- [Saved entries]:

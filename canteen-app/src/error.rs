//! Ordering error types

use canteen_client::ClientError;
use thiserror::Error;

/// 点单引擎错误类型
#[derive(Debug, Error)]
pub enum OrderingError {
    /// Rejected locally, never sent to the network
    #[error("{0}")]
    Validation(String),

    /// Identifier did not resolve server-side
    #[error("{0}")]
    NotFound(String),

    #[error("Not logged in")]
    NotLoggedIn,

    /// Network failure, non-2xx or malformed body (already normalized)
    #[error("{0}")]
    Transport(ClientError),

    #[error("Storage error: {0}")]
    Storage(String),

    #[error("Configuration error: {0}")]
    Config(String),
}

impl OrderingError {
    pub fn validation(message: impl Into<String>) -> Self {
        OrderingError::Validation(message.into())
    }

    /// HTTP status, when the failure came from the server
    pub fn status(&self) -> Option<u16> {
        match self {
            OrderingError::Transport(e) => e.status(),
            OrderingError::NotFound(_) => Some(404),
            _ => None,
        }
    }

    /// Message shown to the user, without any prefix for server errors
    pub fn user_message(&self) -> String {
        match self {
            OrderingError::Transport(e) => e.message(),
            other => other.to_string(),
        }
    }
}

impl From<ClientError> for OrderingError {
    fn from(err: ClientError) -> Self {
        if err.is_not_found() {
            OrderingError::NotFound(err.message())
        } else {
            OrderingError::Transport(err)
        }
    }
}

impl From<std::io::Error> for OrderingError {
    fn from(err: std::io::Error) -> Self {
        OrderingError::Storage(err.to_string())
    }
}

impl From<serde_json::Error> for OrderingError {
    fn from(err: serde_json::Error) -> Self {
        OrderingError::Storage(err.to_string())
    }
}

pub type OrderingResult<T> = Result<T, OrderingError>;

- [ACTIVITY]:
Only the stretch of lines that begins with the one holding "fn from(err: std::io::Error)" and ends with the last line above belongs in the answer; please write it out exactly.

- [RESULT]:
    fn from(err: std::io::Error) -> Self {
        OrderingError::Storage(err.to_string())
    }
}

impl From<serde_json::Error> for OrderingError {
    fn from(err: serde_json::Error) -> Self {
        OrderingError::Storage(err.to_string())
    }
}

pub type OrderingResult<T> = Result<T, OrderingError>;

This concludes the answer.